Both the line below containing "pub md_name: [c_char;" and the line containing "pub md_resources: *mut", along with every line between them, should be repeated exactly; no other line belongs in the answer.

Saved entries
☆ ☆ ☆
//! Raw libuct ABI declarations.
//!
//! Layouts follow `uct/api/uct.h`. Nothing here is linked at build time;
//! every function is resolved from the loaded library as a function pointer.

#![allow(non_camel_case_types)]

use std::ffi::{c_char, c_uint, c_void};

pub const UCT_COMPONENT_NAME_MAX: usize = 16;
pub const UCT_MD_NAME_MAX: usize = 16;
pub const UCT_TL_NAME_MAX: usize = 10;
pub const UCT_DEVICE_NAME_MAX: usize = 32;

pub const UCT_COMPONENT_ATTR_FIELD_NAME: u64 = 1 << 0;
pub const UCT_COMPONENT_ATTR_FIELD_MD_RESOURCE_COUNT: u64 = 1 << 1;
pub const UCT_COMPONENT_ATTR_FIELD_MD_RESOURCES: u64 = 1 << 2;

pub const UCT_DEVICE_TYPE_NET: c_uint = 0;
pub const UCT_DEVICE_TYPE_SHM: c_uint = 1;
pub const UCT_DEVICE_TYPE_ACC: c_uint = 2;
pub const UCT_DEVICE_TYPE_SELF: c_uint = 3;

pub type ucs_status_t = i32;
pub type uct_component_h = *mut c_void;
pub type uct_md_h = *mut c_void;
pub type uct_md_config_t = c_void;

#[repr(C)]
#[derive(Clone, Copy)]
pub struct uct_md_resource_desc_t {
    pub md_name: [c_char; UCT_MD_NAME_MAX],
}

#[repr(C)]
pub struct uct_component_attr_t {
    pub field_mask: u64,
    pub name: [c_char; UCT_COMPONENT_NAME_MAX],
    pub md_resource_count: c_uint,
    pub md_resources: *mut uct_md_resource_desc_t,
    pub flags: u64,
}

impl Default for uct_component_attr_t {
    fn default() -> Self {
        Self {
            field_mask: 0,
            name: [0; UCT_COMPONENT_NAME_MAX],
            md_resource_count: 0,
            md_resources: std::ptr::null_mut(),
            flags: 0,
        }
    }
}

#[repr(C)]
#[derive(Clone, Copy)]
pub struct uct_tl_resource_desc_t {
    pub tl_name: [c_char; UCT_TL_NAME_MAX],
    pub dev_name: [c_char; UCT_DEVICE_NAME_MAX],
    pub dev_type: c_uint,
    pub sys_device: u8,
}

pub type UctQueryComponentsFn = unsafe extern "C" fn(
    components_p: *mut *mut uct_component_h,
    num_p: *mut c_uint,
) -> ucs_status_t;
pub type UctReleaseComponentListFn = unsafe extern "C" fn(components: *mut uct_component_h);
pub type UctComponentQueryFn = unsafe extern "C" fn(
    component: uct_component_h,
    attr: *mut uct_component_attr_t,
) -> ucs_status_t;
pub type UctMdConfigReadFn = unsafe extern "C" fn(
    component: uct_component_h,
    env_prefix: *const c_char,
    filename: *const c_char,
    md_config_p: *mut *mut uct_md_config_t,
) -> ucs_status_t;
pub type UctConfigReleaseFn = unsafe extern "C" fn(config: *mut c_void);
pub type UctMdOpenFn = unsafe extern "C" fn(
    component: uct_component_h,
    md_name: *const c_char,
    config: *const uct_md_config_t,
    md_p: *mut uct_md_h,
) -> ucs_status_t;
pub type UctMdCloseFn = unsafe extern "C" fn(md: uct_md_h);
pub type UctMdQueryTlResourcesFn = unsafe extern "C" fn(
    md: uct_md_h,
    resources_p: *mut *mut uct_tl_resource_desc_t,
    num_p: *mut c_uint,
) -> ucs_status_t;
pub type UctReleaseTlResourceListFn = unsafe extern "C" fn(resources: *mut uct_tl_resource_desc_t);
☆ ☆ ☆
## [Task result]
    pub md_name: [c_char; UCT_MD_NAME_MAX],
}

#[repr(C)]
pub struct uct_component_attr_t {
    pub field_mask: u64,
    pub name: [c_char; UCT_COMPONENT_NAME_MAX],
    pub md_resource_count: c_uint,
    pub md_resources: *mut uct_md_resource_desc_t,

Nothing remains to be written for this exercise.